Plaintiff’s counsel tried to save their verdict by moving to amend under Rule 15 for the judgment to conform to the evidence, claiming that the defense had waived its right to assert the Tier 2 limitation by not objecting to evidence at trial by plaintiff’s witnesses of damages in excess of the tier. (Specifically, the plaintiff’s economist testified that lost earning capacity exceeded $600,000.)

Judge Petit denied the motion to amend in her opinion released yesterday. The court found that Rule 8(a) and 26(c)(3) make it clear that Tier 2 cases are limited to judgments under $300,000, and that this in turn gives the plaintiff the advantages of reduced discovery. It also held that there was no express or implied consent by the defense for the case to be treated as a Tier 3 matter.

This strikes me as the correct decision. The 2011 rules set forth three tiers with varying limits of discovery, the trade-off being a maximum on exposure for the lower two tiers.

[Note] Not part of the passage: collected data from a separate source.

//! Gesture + target → domain command.
//!
//! Draw and resize interactions capture their pointer from the press onwards: every raw move,
//! up or cancel of that pointer goes to the capture and none of its gestures are dispatched.
//! A building drag captures from the moment the drag is recognised.

use crate::camera::Projector;
use crate::config::{FormationConfig, GestureConfig, PickingConfig};
use crate::events::{CommandBus, DeckCommand, Subscription};
use crate::formation::FormationPlanner;
use crate::gesture::{Gesture, GestureDisambiguator, Gestures};
use crate::input::{Millis, Modifiers, PointerButton, PointerEvent, PointerKey, PointerKind};
use crate::picking::{rect_contains, AgentPicker, HitTestResolver, HitTestScene, Target};
use crate::roster::{AgentId, AreaCorner};
use glam::{Vec2, Vec3};
use std::collections::HashMap;
use tracing::{debug, trace};

/// Everything the dispatcher reads about the world for one event.
#[derive(Clone, Copy)]
pub struct DispatchContext<'a> {
    pub projector: &'a dyn Projector,
    pub agents: &'a dyn AgentPicker,
    /// Rendered agent positions, for box selection.
    pub agent_positions: &'a [(AgentId, Vec3)],
    pub scene: HitTestScene<'a>,
    pub picking: &'a PickingConfig,
    /// Currently selected agents, in selection order.
    pub selection: &'a [AgentId],
}

impl<'a> DispatchContext<'a> {
    pub fn resolver(&self) -> HitTestResolver<'a> {
        HitTestResolver { projector: self.projector, agents: self.agents, scene: self.scene, config: self.picking }
    }

    fn ground_point(&self, screen: Vec2) -> Option<Vec3> {
        self.resolver().ground_point(screen)
    }
}

#[derive(Debug, Clone)]
enum Capture {
    Draw { start: Vec3, last: Vec3 },
    Resize { area: String, corner: AreaCorner },
    BuildingDrag { id: String, last: Vec3 },
}

impl Capture {
    fn consumes_raw(&self) -> bool {
        matches!(self, Capture::Draw { .. } | Capture::Resize { .. })
    }
}

pub struct CommandDispatcher {
    gestures: GestureDisambiguator,
    planner: FormationPlanner,
    bus: CommandBus,
    captures: HashMap<PointerKey, Capture>,
    wheel_sensitivity: f32,
}

impl CommandDispatcher {
    pub fn new(gesture: GestureConfig, formation: FormationConfig) -> Self {
        Self {
            wheel_sensitivity: gesture.wheel_zoom_sensitivity,
            gestures: GestureDisambiguator::new(gesture),
            planner: FormationPlanner::new(formation),
            bus: CommandBus::new(),
            captures: HashMap::new(),
        }
    }

    pub fn gestures(&self) -> &GestureDisambiguator {
        &self.gestures
    }

    pub fn planner(&self) -> &FormationPlanner {
        &self.planner
    }

    pub fn bus(&self) -> &CommandBus {
        &self.bus
    }

    pub fn bus_mut(&mut self) -> &mut CommandBus {
        &mut self.bus
    }

    pub fn subscribe<F>(&mut self, handler: F) -> Subscription
    where
        F: FnMut(&DeckCommand) + 'static,
    {
        self.bus.subscribe(handler)
    }

    pub fn has_capture(&self, pointer: PointerKey) -> bool {
        self.captures.contains_key(&pointer)
    }

    /// Feeds one pointer event; returns the commands it produced, already published.
    pub fn handle(&mut self, event: &PointerEvent, ctx: &DispatchContext<'_>) -> Vec<DeckCommand> {
        let mut out = Vec::new();
        let captured = event
            .pointer()
            .filter(|pointer| self.captures.get(pointer).is_some_and(Capture::consumes_raw))
            .filter(|_| !matches!(event, PointerEvent::Down { .. }));
        if let Some(pointer) = captured {
            self.on_captured(pointer, event, ctx, &mut out);
        }
        let gestures = self.gestures.handle(event, |screen| ctx.resolver().resolve(screen));
        self.dispatch(gestures, captured, ctx, &mut out);
        self.publish(&out);
        out
    }

    /// Fires due long-press timers.
    pub fn tick(&mut self, now: Millis, ctx: &DispatchContext<'_>) -> Vec<DeckCommand> {
        let mut out = Vec::new();
        let gestures = self.gestures.tick(now);
        self.dispatch(gestures, None, ctx, &mut out);
        self.publish(&out);
        out
    }

    /// Drops every session and capture, e.g. on focus loss. Captures are ended at their last point.
    pub fn cancel_all(&mut self) -> Vec<DeckCommand> {
        let mut out = Vec::new();
        self.gestures.cancel_all();
        let mut captures: Vec<(PointerKey, Capture)> = self.captures.drain().collect();
        captures.sort_by_key(|(key, _)| (key.kind == PointerKind::Touch, key.id));
        for (_, capture) in captures {
            out.push(end_capture(capture, None));
        }
        self.publish(&out);
        out
    }

    fn publish(&mut self, commands: &[DeckCommand]) {
        for command in commands {
            debug!(command = %command, "dispatch");
            self.bus.publish(command);
        }
    }

    fn dispatch(
        &mut self,
        gestures: Gestures,
        captured: Option<PointerKey>,
        ctx: &DispatchContext<'_>,
        out: &mut Vec<DeckCommand>,
    ) {
        for gesture in gestures {
            if self.suppressed(&gesture, captured) {
                continue;
            }
            self.on_gesture(gesture, ctx, out);
        }
    }

    /// A pointer owned by a draw or resize capture only reaches the host through the capture,
    /// including gestures that fire later from `tick`.
    fn suppressed(&self, gesture: &Gesture, captured: Option<PointerKey>) -> bool {
        let Some(pointer) = gesture.pointer() else {
            return false;
        };
        if captured == Some(pointer) {
            return true;
        }
        if matches!(gesture, Gesture::Press { .. } | Gesture::Cancelled { .. }) {
            return false;
        }
        self.captures.get(&pointer).is_some_and(Capture::consumes_raw)
    }

    fn on_captured(
        &mut self,
        pointer: PointerKey,
        event: &PointerEvent,
        ctx: &DispatchContext<'_>,
        out: &mut Vec<DeckCommand>,
    ) {
        match *event {
            PointerEvent::Move { position, .. } => {
                let Some(point) = ctx.ground_point(position) else {
                    return;
                };
                match self.captures.get_mut(&pointer) {
                    Some(Capture::Draw { start, last }) => {
                        *last = point;
                        out.push(DeckCommand::DrawAreaMove { start: *start, point });
                    }
                    Some(Capture::Resize { area, corner }) => {
                        out.push(DeckCommand::ResizeAreaMove { area: area.clone(), corner: *corner, point });
                    }
                    _ => {}
                }
            }
            PointerEvent::Up { position, .. } => {
                if let Some(capture) = self.captures.remove(&pointer) {
                    out.push(end_capture(capture, ctx.ground_point(position)));
                }
            }
            PointerEvent::Cancel { .. } => {
                if let Some(capture) = self.captures.remove(&pointer) {
                    out.push(end_capture(capture, None));
                }
            }
            PointerEvent::Down { .. } | PointerEvent::Wheel { .. } => {}
        }
    }

    fn on_gesture(&mut self, gesture: Gesture, ctx: &DispatchContext<'_>, out: &mut Vec<DeckCommand>) {
        match gesture {
            Gesture::Press { pointer, button: PointerButton::Primary, target, .. } => match target {
                Target::ResizeHandle { area, corner } => {
                    self.captures.insert(pointer, Capture::Resize { area: area.clone(), corner });
                    out.push(DeckCommand::ResizeAreaStart { area, corner });
                }
                Target::DrawPoint(point) => {
                    self.captures.insert(pointer, Capture::Draw { start: point, last: point });
                    out.push(DeckCommand::DrawAreaStart { point });
                }
                _ => {}
            },
            Gesture::Press { .. } => {}
            Gesture::Click { button: PointerButton::Secondary, position, target, .. } => {
                self.on_secondary_click(position, target, ctx, out);
            }
            Gesture::Click { button: PointerButton::Primary, modifiers, target, .. } => {
                on_primary_click(modifiers, target, out);
            }
            Gesture::Click { .. } => {}
            Gesture::DoubleClick { target, .. } => match target {
                Target::Agent(id) => out.push(DeckCommand::OpenAgentDetail { id }),
                Target::Building(id) => out.push(DeckCommand::OpenBuildingDetail { id }),
                Target::Area { id, .. } => out.push(DeckCommand::OpenArea { id }),
                _ => {}
            },
            Gesture::DragStart { pointer, button, origin, position, target, .. } => {
                self.on_drag_start(pointer, button, origin, position, target, ctx, out);
            }
            Gesture::DragMove { pointer, position, delta, .. } => match pointer.kind {
                PointerKind::Touch => out.push(DeckCommand::PanCamera { delta }),
                PointerKind::Mouse => {
                    if let Some(Capture::BuildingDrag { id, last }) = self.captures.get_mut(&pointer) {
                        if let Some(point) = ctx.ground_point(position) {
                            *last = point;
                            out.push(DeckCommand::BuildingDragMove { id: id.clone(), point });
                        }
                    }
                }
            },
            Gesture::DragEnd { pointer, button, origin, position, modifiers, target } => {
                if let Some(capture) = self.captures.remove(&pointer) {
                    out.push(end_capture(capture, ctx.ground_point(position)));
                    return;
                }
                let boxable = matches!(target, Target::Ground(_) | Target::Agent(_) | Target::Area { .. } | Target::None);
                if pointer.kind == PointerKind::Mouse && button == PointerButton::Primary && boxable {
                    out.push(select_box(origin, position, modifiers, ctx));
                }
            }
            Gesture::LongPress { position, .. } => {
                // Re-resolved: the press target may have moved under the finger.
                let target = ctx.resolver().resolve(position);
                if target.is_agent() {
                    trace!("long-press over an agent ignored");
                    return;
                }
                self.move_selection(position, ctx, out);
            }
            Gesture::Pinch { ratio, center } => {
                if self.captures.values().any(Capture::consumes_raw) {
                    return;
                }
                out.push(DeckCommand::ZoomCamera { factor: ratio, anchor: center });
            }
            Gesture::Zoom { delta, position } => {
                let factor = (-delta * self.wheel_sensitivity).exp();
                out.push(DeckCommand::ZoomCamera { factor, anchor: position });
            }
            Gesture::Cancelled { pointer } => {
                if let Some(capture) = self.captures.remove(&pointer) {
                    out.push(end_capture(capture, None));
                }
            }
            Gesture::PinchEnd { .. } => {}
        }
    }

    #[allow(clippy::too_many_arguments)]
    fn on_drag_start(
        &mut self,
        pointer: PointerKey,
        button: PointerButton,
        origin: Vec2,
        position: Vec2,
        target: Target,
        ctx: &DispatchContext<'_>,
        out: &mut Vec<DeckCommand>,
    ) {
        match pointer.kind {
            PointerKind::Touch => {
                let delta = position - origin;
                if delta != Vec2::ZERO {
                    out.push(DeckCommand::PanCamera { delta });
                }
            }
            PointerKind::Mouse => {
                let Target::Building(id) = target else {
                    return;
                };
                if button != PointerButton::Primary {
                    return;
                }
                if let Some(point) = ctx.ground_point(position) {
                    self.captures.insert(pointer, Capture::BuildingDrag { id: id.clone(), last: point });
                    out.push(DeckCommand::BuildingDragStart { id, point });
                }
            }
        }
    }

    fn on_secondary_click(&self, position: Vec2, target: Target, ctx: &DispatchContext<'_>, out: &mut Vec<DeckCommand>) {
        if !ctx.selection.is_empty() {
            self.move_selection(position, ctx, out);
            return;
        }
        if let Target::Area { id, .. } = target {
            out.push(DeckCommand::AreaContextMenu { id, screen: position });
        }
    }

    fn move_selection(&self, position: Vec2, ctx: &DispatchContext<'_>, out: &mut Vec<DeckCommand>) {
        if ctx.selection.is_empty() {
            return;
        }
        let Some(center) = ctx.ground_point(position) else {
            return;
        };
        let plan = self.planner.plan(center, ctx.selection);
        out.push(DeckCommand::MoveAgents { plan });
    }
}

fn on_primary_click(modifiers: Modifiers, target: Target, out: &mut Vec<DeckCommand>) {
    match target {
        Target::Agent(id) => out.push(DeckCommand::SelectAgent { id, additive: modifiers.additive() }),
        Target::Building(id) => out.push(DeckCommand::SelectBuilding { id }),
        Target::Area { id, .. } => out.push(DeckCommand::SelectArea { id }),
        Target::Ground(_) if modifiers.is_empty() => out.push(DeckCommand::ClearSelection),
        _ => {}
    }
}

/// Agents and buildings whose projected positions fall inside the dragged rectangle.
fn select_box(origin: Vec2, position: Vec2, modifiers: Modifiers, ctx: &DispatchContext<'_>) -> DeckCommand {
    let inside = |world: Vec3| {
        ctx.projector.project_point(world).is_some_and(|screen| rect_contains(origin, position, screen))
    };
    let agents = ctx
        .agent_positions
        .iter()
        .filter(|(_, world)| inside(*world))
        .map(|(id, _)| id.clone())
        .collect();
    let buildings = ctx
        .scene
        .buildings
        .iter()
        .filter(|building| inside(building.position))
        .map(|building| building.id.clone())
        .collect();
    DeckCommand::SelectionBox { agents, buildings, additive: modifiers.additive() }
}

fn end_capture(capture: Capture, point: Option<Vec3>) -> DeckCommand {
    match capture {
        Capture::Draw { start, last } => DeckCommand::DrawAreaEnd { start, end: point.unwrap_or(last) },
        Capture::Resize { area, corner } => DeckCommand::ResizeAreaEnd { area, corner },
        Capture::BuildingDrag { id, last } => DeckCommand::BuildingDragEnd { id, point: point.unwrap_or(last) },
    }
}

Also, in the opinion of the Advisory Committee, the tier limits were to be treated as judgment caps; that is, the jury not being told of the cap, and the judges making any necessary reductions after trial.

It’s common for plaintiffs to put on evidence of damages in excess of a cap, such as the $450,000 medical malpractice general damages cap or the governmental immunity cap of ~$584,000. No one would think it proper for defense counsel to object to such evidence at trial on the grounds of a cap; indeed, it would likely be an excellent ground for a mistrial motion by the plaintiff if the jury heard that objection. 

It’s understood that lawyers ask for more than they expect a jury will award. One could expect howls of protest if no evidence or argument of damages in excess of a cap could be presented at trial.

As I have said before, the lesson here for plaintiffs’ counsel might be to plead everything as Tier 3 unless you have a clear small-budget claim, and you want the benefits of minimal discovery (and cost) under Tier 1. If you have any Tier 2 cases already filed, then consider moving to amend up to Tier 3 now– unless there’s no question that damages are under $300,000. (Of course, in doing so you allow more discovery to be undertaken by your opponents.) But who knows– a jury might surprise you.